5) That same day, we left for Roanoke. We were able to eat some dinner and keep it down, thank goodness. The next two days were a riot. We taught ten middle schooler’s six worship tunes for a training camp we were teaching at the Church of the Holy Spirit (the same church that sent me to Passion 2010 where I met B). B taught the music, I taught the singers, then we came together and had a night of worship with all of their family and friends. ‘Twas…interesting. :)



6) When the evening was over, B and I drove to New Market and stayed at my parents house which saved us 2.5 hours of drive time. We left the next morning at around 8:30am and at around 4:30pm, we arrived in Speculator, NY.



So, all in all - a lot of great things, and a lot of not-so-great things (puke bucket, anyone?).



And this is where I have been: battling the great things with the not-so-great things. Like the fact that while it is gorgeous here, a part of me would still rather be in Virginia where it’s both beautiful and there’s a Starbucks and a movie theatre right down the road. I’m battling the fact that while I love leading worship, I am not up-to-par with the rest of the band musically and that’s discouraging; chord charts were once close friends of mine but apparently they couldn’t make the trip up.

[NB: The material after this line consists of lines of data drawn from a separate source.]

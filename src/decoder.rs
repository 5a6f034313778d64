//! Paktxt archive decoder
//!
//! Decoding is a small state machine over the raw bytes:
//!
//! ```text
//! SeekingBlockStart --start delimiter--> ReadingMetadata
//! ReadingMetadata   --content label-->   ReadingContent
//! ReadingContent    --end delimiter-->   SeekingBlockStart
//! ```
//!
//! Blocks are found only by searching for the exact delimiter strings,
//! so file content may contain anything except the end delimiter itself.

use log::warn;

use crate::archive::{
    Archive, FileRecord, CONTENT_LABEL, END_DELIMITER, EXECUTABLE_LABEL, FILENAME_LABEL,
    START_DELIMITER, TRAILING_NEWLINE_LABEL,
};

/// Fatal format errors
#[derive(Debug, Clone, PartialEq, Eq)]
pub enum ParseError {
    /// No start delimiter anywhere in the input
    NoBlocks,
    /// Input ended before the `content:` label of a block
    UnterminatedMetadata { filename: String },
    /// A block has no end delimiter
    MissingEndDelimiter { filename: String },
    /// Unknown metadata line, only raised in strict mode
    UnexpectedMetadataLine { filename: String, line: String },
}

impl std::fmt::Display for ParseError {
    fn fmt(&self, f: &mut std::fmt::Formatter<'_>) -> std::fmt::Result {
        match self {
            ParseError::NoBlocks => {
                write!(f, "No file blocks found in paktxt content (missing start delimiter)")
            }
            ParseError::UnterminatedMetadata { filename } => {
                write!(f, "Malformed paktxt content: unexpected end of data during metadata parsing of '{}'", filename)
            }
            ParseError::MissingEndDelimiter { filename } => {
                write!(f, "Malformed paktxt content: missing end delimiter for file block '{}'", filename)
            }
            ParseError::UnexpectedMetadataLine { filename, line } => {
                write!(f, "Unexpected line in metadata block for file '{}': {:?}", filename, line)
            }
        }
    }
}

impl std::error::Error for ParseError {}

/// Metadata gathered for the block being read
#[derive(Debug, Default)]
struct PendingBlock {
    filename: String,
    is_executable: bool,
    has_trailing_newline: bool,
}

#[derive(Debug)]
enum State {
    SeekingBlockStart,
    ReadingMetadata(PendingBlock),
    ReadingContent(PendingBlock),
}

/// Decodes a paktxt archive
pub struct Decoder {
    /// Reject unknown metadata lines instead of warning
    strict: bool,
}

impl Decoder {
    /// Create a new decoder
    pub fn new() -> Self {
        Self { strict: false }
    }

    /// Treat unrecognised metadata lines as errors
    pub fn with_strict(mut self, strict: bool) -> Self {
        self.strict = strict;
        self
    }

    /// Decode an archive.
    ///
    /// Returned records hold the original file bytes: the newline the
    /// encoder adds to files without a trailing newline is removed again.
    /// Blocks without a filename are skipped with a warning.
    pub fn decode(&self, input: &[u8]) -> Result<Archive, ParseError> {
        let mut cursor = find(input, START_DELIMITER.as_bytes()).ok_or(ParseError::NoBlocks)?;
        let mut archive = Archive::new();
        let mut state = State::SeekingBlockStart;

        loop {
            let rest = &input[cursor..];
            state = match state {
                State::SeekingBlockStart => match find(rest, START_DELIMITER.as_bytes()) {
                    None => break,
                    Some(idx) => {
                        cursor += idx + START_DELIMITER.len();
                        cursor += line_terminator_len(&input[cursor..]);
                        State::ReadingMetadata(PendingBlock::default())
                    }
                },

                State::ReadingMetadata(mut block) => {
                    let line_end = rest.iter().position(|&b| b == b'\n').ok_or_else(|| {
                        ParseError::UnterminatedMetadata { filename: block.filename.clone() }
                    })?;
                    cursor += line_end + 1;

                    let raw = &rest[..line_end];
                    let line = String::from_utf8_lossy(raw.strip_suffix(b"\r").unwrap_or(raw));
                    if self.read_metadata_line(&mut block, &line)? {
                        State::ReadingContent(block)
                    } else {
                        State::ReadingMetadata(block)
                    }
                }

                State::ReadingContent(block) => {
                    let end = find(rest, END_DELIMITER.as_bytes()).ok_or_else(|| {
                        ParseError::MissingEndDelimiter { filename: block.filename.clone() }
                    })?;
                    let content = &rest[..end];

                    cursor += end + END_DELIMITER.len();
                    cursor += line_terminator_len(&input[cursor..]);

                    self.finish_block(&mut archive, block, content);
                    State::SeekingBlockStart
                }
            };
        }

        Ok(archive)
    }

    /// Apply one metadata line. Returns true on the content label.
    /// Any line starting with `content:` counts as the label; the rest of it is ignored.
    fn read_metadata_line(&self, block: &mut PendingBlock, line: &str) -> Result<bool, ParseError> {
        if let Some(name) = line.strip_prefix(FILENAME_LABEL) {
            block.filename = name.to_string();
        } else if let Some(value) = line.strip_prefix(EXECUTABLE_LABEL) {
            block.is_executable = value.trim() == "true";
        } else if let Some(value) = line.strip_prefix(TRAILING_NEWLINE_LABEL) {
            block.has_trailing_newline = value.trim() == "true";
        } else if line.starts_with(CONTENT_LABEL) {
            return Ok(true);
        } else if line.trim().is_empty() {
            // Blank lines are allowed between metadata lines
        } else if self.strict {
            return Err(ParseError::UnexpectedMetadataLine {
                filename: block.filename.clone(),
                line: line.to_string(),
            });
        } else {
            warn!("Unexpected line in metadata block for file {:?}: {:?}", block.filename, line);
        }
        Ok(false)
    }

    fn finish_block(&self, archive: &mut Archive, block: PendingBlock, content: &[u8]) {
        if block.filename.is_empty() {
            warn!("Skipping malformed file block (no filename found)");
            return;
        }

        let content = if block.has_trailing_newline {
            content
        } else {
            strip_padding(content)
        };

        let record = FileRecord {
            name: block.filename,
            is_executable: block.is_executable,
            has_trailing_newline: block.has_trailing_newline,
            content: content.to_vec(),
        };
        let name = record.name.clone();
        if archive.upsert_file(record) {
            warn!("Duplicate file block for {}; the later block wins", name);
        }
    }
}

impl Default for Decoder {
    fn default() -> Self {
        Self::new()
    }
}

/// Undo the line feed added after content without a trailing newline.
/// A `\r\n` is removed as a whole in case the text passed through a
/// newline-converting transport.
fn strip_padding(content: &[u8]) -> &[u8] {
    content
        .strip_suffix(b"\r\n")
        .or_else(|| content.strip_suffix(b"\n"))
        .unwrap_or(content)
}

/// Length of a leading `\n`, `\r\n` or lone `\r`
fn line_terminator_len(data: &[u8]) -> usize {
    match data {
        [b'\n', ..] => 1,
        [b'\r', b'\n', ..] => 2,
        [b'\r', ..] => 1,
        _ => 0,
    }
}

fn find(haystack: &[u8], needle: &[u8]) -> Option<usize> {
    if needle.is_empty() || haystack.len() < needle.len() {
        return None;
    }
    haystack.windows(needle.len()).position(|w| w == needle)
}

#[cfg(test)]
mod tests {
    use super::*;
    use crate::encoder::Encoder;

    fn block(meta: &str, content: &str) -> String {
        format!("{}\n{}content:\n{}{}\n", START_DELIMITER, meta, content, END_DELIMITER)
    }

    fn roundtrip(records: Vec<FileRecord>) -> Archive {
        let mut archive = Archive::new();
        for r in records {
            archive.add_file(r).unwrap();
        }
        let encoded = Encoder::new().encode(&archive);
        let decoded = Decoder::new().decode(&encoded).unwrap();
        assert_eq!(decoded, archive);
        decoded
    }

    #[test]
    fn test_decode_simple() {
        let input = format!(
            "header text\n\n{}",
            block("filename: a.txt\nexecutable: false\ntrailing_newline: true\n", "hello\n")
        );
        let archive = Decoder::new().decode(input.as_bytes()).unwrap();

        assert_eq!(archive.len(), 1);
        assert_eq!(archive.files[0].name, "a.txt");
        assert_eq!(archive.files[0].content, b"hello\n");
        assert!(!archive.files[0].is_executable);
    }

    #[test]
    fn test_decode_no_blocks() {
        let result = Decoder::new().decode(b"just some text\n");
        assert_eq!(result.unwrap_err(), ParseError::NoBlocks);
    }

    #[test]
    fn test_decode_unterminated_metadata() {
        let input = format!("{}\nfilename: a.txt\nexecutable: true", START_DELIMITER);
        let result = Decoder::new().decode(input.as_bytes());
        assert_eq!(
            result.unwrap_err(),
            ParseError::UnterminatedMetadata { filename: "a.txt".to_string() }
        );
    }

    #[test]
    fn test_decode_missing_end_delimiter() {
        let input = format!("{}\nfilename: a.txt\ncontent:\nbody\n", START_DELIMITER);
        let err = Decoder::new().decode(input.as_bytes()).unwrap_err();
        assert!(matches!(err, ParseError::MissingEndDelimiter { .. }));
        assert!(err.to_string().contains("missing end delimiter"));
    }

    #[test]
    fn test_roundtrip_trailing_newline() {
        let archive = roundtrip(vec![
            FileRecord::from_raw("with.txt", b"line\n", false),
            FileRecord::from_raw("without.txt", b"line", false),
            FileRecord::from_raw("empty.txt", b"", false),
            FileRecord::from_raw("only-newline.txt", b"\n", false),
            FileRecord::from_raw("double.txt", b"x\n\n", false),
        ]);
        assert_eq!(archive.get("with.txt").unwrap().content, b"line\n");
        assert_eq!(archive.get("without.txt").unwrap().content, b"line");
        assert_eq!(archive.get("empty.txt").unwrap().content, b"");
    }

    #[test]
    fn test_roundtrip_crlf_and_executable() {
        roundtrip(vec![
            FileRecord::from_raw("win.bat", b"@echo off\r\nexit\r\n", true),
            FileRecord::from_raw("win-no-eol.txt", b"a\r\nb", false),
            FileRecord::from_raw("deep/dir/run.sh", b"#!/bin/sh\n", true),
        ]);
    }

    #[test]
    fn test_content_may_contain_labels_and_start_delimiter() {
        let tricky = format!(
            "content:\nfilename: evil.txt\n{}\nstill content\n",
            START_DELIMITER
        );
        let archive = roundtrip(vec![
            FileRecord::from_raw("tricky.md", tricky.as_bytes(), false),
            FileRecord::from_raw("next.txt", b"next", false),
        ]);
        assert_eq!(archive.len(), 2);
    }

    #[test]
    fn test_metadata_last_occurrence_wins() {
        let input = block(
            "filename: first.txt\nexecutable: true\nfilename: second.txt\nexecutable: false\ntrailing_newline: true\n",
            "x\n",
        );
        let archive = Decoder::new().decode(input.as_bytes()).unwrap();
        assert_eq!(archive.files[0].name, "second.txt");
        assert!(!archive.files[0].is_executable);
    }

    #[test]
    fn test_content_label_prefix() {
        let input = format!(
            "{}\nfilename: a.txt\ntrailing_newline: true\ncontent: ignored\nbody\n{}\n",
            START_DELIMITER, END_DELIMITER
        );
        let archive = Decoder::new().with_strict(true).decode(input.as_bytes()).unwrap();
        assert_eq!(archive.files[0].content, b"body\n");
    }

    #[test]
    fn test_blank_and_unknown_metadata_lines_tolerated() {
        let input = block("\nfilename: a.txt\nmode: 0644\n\ntrailing_newline: true\n", "x\n");
        let archive = Decoder::new().decode(input.as_bytes()).unwrap();
        assert_eq!(archive.files[0].name, "a.txt");
    }

    #[test]
    fn test_strict_rejects_unknown_metadata() {
        let input = block("filename: a.txt\nmode: 0644\n", "x\n");
        let err = Decoder::new().with_strict(true).decode(input.as_bytes()).unwrap_err();
        assert_eq!(
            err,
            ParseError::UnexpectedMetadataLine {
                filename: "a.txt".to_string(),
                line: "mode: 0644".to_string(),
            }
        );
    }

    #[test]
    fn test_block_without_filename_skipped() {
        let input = format!(
            "{}{}",
            block("executable: false\ntrailing_newline: true\n", "orphan\n"),
            block("filename: ok.txt\ntrailing_newline: true\n", "ok\n")
        );
        let archive = Decoder::new().decode(input.as_bytes()).unwrap();
        assert_eq!(archive.len(), 1);
        assert_eq!(archive.files[0].name, "ok.txt");
    }

    #[test]
    fn test_crlf_archive() {
        let input = format!(
            "{}\r\nfilename: a.txt\r\nexecutable: true\r\ntrailing_newline: false\r\ncontent:\r\nbody\r\n{}\r\n\r\n",
            START_DELIMITER, END_DELIMITER
        );
        let archive = Decoder::new().decode(input.as_bytes()).unwrap();
        let file = &archive.files[0];
        assert_eq!(file.name, "a.txt");
        assert!(file.is_executable);
        assert_eq!(file.content, b"body");
    }

    #[test]
    fn test_duplicate_blocks_later_wins() {
        let input = format!(
            "{}{}",
            block("filename: a.txt\ntrailing_newline: true\n", "one\n"),
            block("filename: a.txt\ntrailing_newline: true\n", "two\n")
        );
        let archive = Decoder::new().decode(input.as_bytes()).unwrap();
        assert_eq!(archive.len(), 1);
        assert_eq!(archive.files[0].content, b"two\n");
    }

    #[test]
    fn test_strip_padding() {
        assert_eq!(strip_padding(b"a\r\n"), b"a");
        assert_eq!(strip_padding(b"a\n"), b"a");
        assert_eq!(strip_padding(b"a\n\n"), b"a\n");
        assert_eq!(strip_padding(b"a"), b"a");
        assert_eq!(strip_padding(b""), b"");
    }

    #[test]
    fn test_line_terminator_len() {
        assert_eq!(line_terminator_len(b"\nx"), 1);
        assert_eq!(line_terminator_len(b"\r\nx"), 2);
        assert_eq!(line_terminator_len(b"\rx"), 1);
        assert_eq!(line_terminator_len(b"x"), 0);
        assert_eq!(line_terminator_len(b""), 0);
    }
}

But more than all of this, I’m having the hardest time battling a bad attitude, a bad attitude, and a bad attitude.



I’ve either cried or wanted to cry every day since we’ve been here, and I honestly couldn’t even put a finger on it as to why. I really miss home, and I really miss normal. I miss being able to spend time with B - enjoying fun, relaxing, quality, him-and-me time; i.e. going on dates and watching movies and cooking dinner together. Everything looks and feels different now that we’re here, and I guess it sort of caught me off guard. I ended up sitting down with him on a park bench and bawled my eyes out like a crazy, insecure, needy girl, whining about how he basically ignored and avoided me all day (I may have exaggerated a little). Let’s just say he’s made more of an effort to show me some affection since then, and only God knows why. I would’ve ran in the opposite direction and left my whiney self in New York.

So needless to say, he’s been a real sport. I resent the fact that he’s seen me cry more this week than he’s seen me cry the entire year and a half we’ve known each other, but I’m thankful - more than thankful - to be with someone who can handle me at my worst.

(I at least hope this is me at my worst.)


So here is what I’m learning: my attitude and perspective is a choice. I’ve been having to surrender each and every insecurity, every negative thought, every mood swing, every tear, and every momentary breeze of homesickness over to Christ and exchange it for Him, His Word and all the good things about this summer. It’s been difficult, but I’m pretty sure it’s supposed to be, because If I could do it on my own, I wouldn’t need Him, and then I’d be missing out on everything that’s worth knowing and worth becoming. It’s a season to spread my wings, try new things, meet new people, grow in Christ, forgo chord charts, and cherish every here-and-there hand hold with B as if it were the best thing in the world, because in this season - it is :)



I’m choosing to think about such things - but I’ll still need some serious prayer.



(Now would be a good time.)



”And finally, brethren, whatever is true, whatever is noble, whatever is right, whatever is pure, whatever is lovely, whatever is admirable—if anything is excellent or praiseworthy—think about such things.”